Thailand’s first female prime minister, Yingluck Shinawatra, is set to take office. She’s an admitted stand-in for her controversial brother, former Prime Minister Thaksin
Shinawatra. Supporters hope the victory will endure but fear ‘dark hands will take away our rights again’.
By Mark Magnier and Simon Roughneen
Reporting from Bangkok, Thailand— Thailand’s main opposition party won a fractious election Sunday, paving the way for the selection of the nation’s first female prime minister and the possible return from exile of her controversial brother, as disenfranchised voters laid down a new challenge to the nation’s political establishment.
Several hundred supporters mobbed party headquarters as word spread that the Puea Thai party, led by political novice Yingluck Shinawatra, 44, had secured more than 260 of parliament’s 500 seats in preliminary results. The ebullient crowd chanted, danced, blocked traffic and set off fireworks.
“There is a lot more hard work to do,” she told cheering fans. “There are many things to accomplish to make reconciliation possible.”
Shinawatra supporters hope this seeming victory will endure, having seen past elections undermined by judicial decisions, military pressure and parliamentary maneuvers engineered by royalist conservatives.
Yingluck is an unabashed stand-in for her billionaire brother, former Prime Minister Thaksin Shinawatra, who has called the shots and footed the bills for her party’s campaign from Dubai. The controversial Thaksin is in self-imposed exile, avoiding a two-year sentence on corruption charges after he was ousted from power in a 2006 military coup.
“I like Yingluck, and it doesn’t bother me that Thaksin will be the real one running things,” said Sommurk Keawnoi, 51, selling pineapple topped with fiery chili flakes from a wood and glass cart in Bangkok’s Klong Toey area, a Thaksin stronghold.
“Those were good times when he was prime minister,” she added. “I’m just afraid that, with her victory, dark hands will take away our rights again.”
Yingluck, aware of the criticism that she is, in her brother’s own words, his “clone,” said Sunday she took her mandate seriously. “I’ll put the country before me and my family,” she told the local media.
An open question is whether the nation’s powerbrokers, led by the army and the monarchy, will accept the results after backing incumbent Prime Minister Abhisit Vejjajiva’s Democrat Party. With 95% of the votes counted, his party had secured 160 seats.
Thailand, a nation of 66 million that markets itself as the “land of smiles,” has suffered a destructive social schism over the last six years between haves and have-nots. This culminated in street demonstrations and a bloody crackdown in May 2010 with more than 90 people killed, over 1,800 wounded and glitzy shopping centers engulfed in flames.
In an interview broadcast on the Thai PBS network Sunday, Thaksin said he did not feel vengeful, was ready to “forgive all” and favored reconciliation.
Many expect the losers in Sunday’s election, which broadly pitted farmers and rural poor against “old-money” elites, to take to the streets, sparking another cycle of violence and economic dislocation.
“There’s absolutely, absolutely, absolutely going to be fighting,” said Tip, a 23-year-old graphic designer who favored the Democrat Party, declining to give her full name. “Rule
of law in Thailand isn’t strong enough to endure all this.”
Polling stations across Bangkok, including the Suneepittayu Elementary School and Phra Khanong, saw voting closed on time and the count proceed without incident.
Jidapar Prasaertcheawchan emerged from the station with her two adult sons.

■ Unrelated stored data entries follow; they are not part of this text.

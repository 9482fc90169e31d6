//! Response envelope and error mapping
//!
//! Success is `{code: 20000, message: "ok", data}`. Error kinds map onto
//! business codes and HTTP statuses; 416 additionally carries the
//! `Content-Range: bytes */{total}` header required for range probes.

use bytes::Bytes;
use http_body_util::combinators::BoxBody;
use http_body_util::{BodyExt, Full};
use hyper::{Response, StatusCode};
use serde::Serialize;

use stratus_core::domain::CoreError;

pub const CODE_OK: i64 = 20000;
pub const CODE_INVALID: i64 = 20001;
pub const CODE_UNAUTHORIZED: i64 = 40001;
pub const CODE_NOT_FOUND: i64 = 40004;
pub const CODE_CONFLICT: i64 = 40900;
pub const CODE_INTEGRITY: i64 = 41200;
pub const CODE_BAD_RANGE: i64 = 41600;
pub const CODE_RATE_LIMITED: i64 = 42900;
pub const CODE_CANCELLED: i64 = 49900;
pub const CODE_INTERNAL: i64 = 50000;
pub const CODE_STORAGE: i64 = 50300;

/// The wire envelope
#[derive(Debug, Serialize)]
pub struct Envelope<T: Serialize> {
    pub code: i64,
    pub message: String,
    #[serde(skip_serializing_if = "Option::is_none")]
    pub data: Option<T>,
}

pub type Body = BoxBody<Bytes, std::convert::Infallible>;

pub fn full_body(bytes: Bytes) -> Body {
    Full::new(bytes).boxed()
}

fn json_response<T: Serialize>(status: StatusCode, envelope: &Envelope<T>) -> Response<Body> {
    let body = serde_json::to_vec(envelope).unwrap_or_else(|e| {
        tracing::error!(error = %e, "envelope serialization failed");
        br#"{"code":50000,"message":"encoding failure"}"#.to_vec()
    });
    Response::builder()
        .status(status)
        .header("Content-Type", "application/json")
        .body(full_body(Bytes::from(body)))
        .expect("static response parts are valid")
}

/// 200 with data.
pub fn success<T: Serialize>(data: T) -> Response<Body> {
    json_response(
        StatusCode::OK,
        &Envelope {
            code: CODE_OK,
            message: "ok".to_string(),
            data: Some(data),
        },
    )
}

/// 200 without data.
pub fn success_empty() -> Response<Body> {
    json_response::<()>(
        StatusCode::OK,
        &Envelope {
            code: CODE_OK,
            message: "ok".to_string(),
            data: None,
        },
    )
}

/// Arbitrary business error.
pub fn business_error(status: StatusCode, code: i64, message: impl Into<String>) -> Response<Body> {
    json_response::<()>(
        status,
        &Envelope {
            code,
            message: message.into(),
            data: None,
        },
    )
}

/// Maps a core error onto status, business code and (for 416) headers.
pub fn core_error(err: &CoreError) -> Response<Body> {
    let (status, code) = match err {
        CoreError::InvalidArgument(_) => (StatusCode::BAD_REQUEST, CODE_INVALID),
        CoreError::NotFound(_) => (StatusCode::NOT_FOUND, CODE_NOT_FOUND),
        CoreError::Conflict(_) => (StatusCode::CONFLICT, CODE_CONFLICT),
        CoreError::Integrity(_) => (StatusCode::UNPROCESSABLE_ENTITY, CODE_INTEGRITY),
        CoreError::RangeNotSatisfiable { total } => {
            let mut resp = business_error(
                StatusCode::RANGE_NOT_SATISFIABLE,
                CODE_BAD_RANGE,
                err.to_string(),
            );
            let value = format!("bytes */{total}");
            if let Ok(header) = value.parse() {
                resp.headers_mut().insert("Content-Range", header);
            }
            return resp;
        }
        CoreError::StorageUnavailable(_) => (StatusCode::SERVICE_UNAVAILABLE, CODE_STORAGE),
        CoreError::Cancelled => (StatusCode::INTERNAL_SERVER_ERROR, CODE_CANCELLED),
        CoreError::Internal(_) => (StatusCode::INTERNAL_SERVER_ERROR, CODE_INTERNAL),
    };

    if matches!(err, CoreError::Internal(_) | CoreError::StorageUnavailable(_)) {
        tracing::error!(kind = err.kind(), error = %err, "request failed");
    }
    business_error(status, code, err.to_string())
}

#[cfg(test)]
mod tests {
    use super::*;

    #[test]
    fn test_success_envelope_shape() {
        let resp = success(serde_json::json!({"id": 7}));
        assert_eq!(resp.status(), StatusCode::OK);
    }

    #[test]
    fn test_error_code_mapping() {
        let resp = core_error(&CoreError::NotFound("x".to_string()));
        assert_eq!(resp.status(), StatusCode::NOT_FOUND);

        let resp = core_error(&CoreError::Conflict("x".to_string()));
        assert_eq!(resp.status(), StatusCode::CONFLICT);

        let resp = core_error(&CoreError::Integrity("x".to_string()));
        assert_eq!(resp.status(), StatusCode::UNPROCESSABLE_ENTITY);
    }

    #[test]
    fn test_range_error_carries_content_range() {
        let resp = core_error(&CoreError::RangeNotSatisfiable { total: 1000 });
        assert_eq!(resp.status(), StatusCode::RANGE_NOT_SATISFIABLE);
        assert_eq!(
            resp.headers().get("Content-Range").unwrap(),
            "bytes */1000"
        );
    }

    #[test]
    fn test_envelope_serialization() {
        let envelope = Envelope {
            code: CODE_OK,
            message: "ok".to_string(),
            data: Some(serde_json::json!({"x": 1})),
        };
        let json = serde_json::to_string(&envelope).unwrap();
        assert_eq!(json, r#"{"code":20000,"message":"ok","data":{"x":1}}"#);
    }
}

She voted Democrat; they voted Puea Thai. “We weren’t going to tell our mother we voted Puea Thai, until this interview,” said Somsak, 29. “But I think Puea Thai is more advanced.”

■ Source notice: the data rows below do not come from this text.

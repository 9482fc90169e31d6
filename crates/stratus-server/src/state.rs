//! Shared application state

use stratus_files::{DownloadService, NamespaceService, UploadService};

use crate::limit::RequestLimiter;

/// Everything a request handler needs, shared behind one `Arc`
pub struct AppState {
    pub namespace: NamespaceService,
    pub upload: UploadService,
    pub download: DownloadService,
    pub limiter: RequestLimiter,
}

One disappointment was the election’s lack of discussion on policies, analysts said, as blatant populism and promises of free laptops, pensions for all and credit cards for farmers dominated the airwaves.
“There are no clear policies and strategies on what they will do to eradicate poverty, improve people’s welfare better, help small businesses,” said Pranee Thiparat, a political science professor at Bangkok’s Chulalongkorn University. “It’s all short term.”
Attention now shifts to how the winning party will govern. It’s expected to name a prime minister within a week – almost certainly Yingluck – and announce its coalition partners within a fortnight. It’s also expected to try to engineer Thaksin’s return to Thailand, a deeply divisive move, perhaps linked to a broader amnesty.
Street violence is almost inevitable, although there could be a six-month honeymoon before it erupts, said Paul Chambers, senior researcher at Chiang Mai’s Payap University.
“The soap opera of Thai politics could begin anew around December,” he said, adding that he didn’t expect the military to mount a military coup.
“The generals will attempt to use more subtle means to get rid of Thaksin, such as the courts or election commission,” he said. “There’ve been a lot of shenanigans.”
Simon Roughneen is a special correspondent.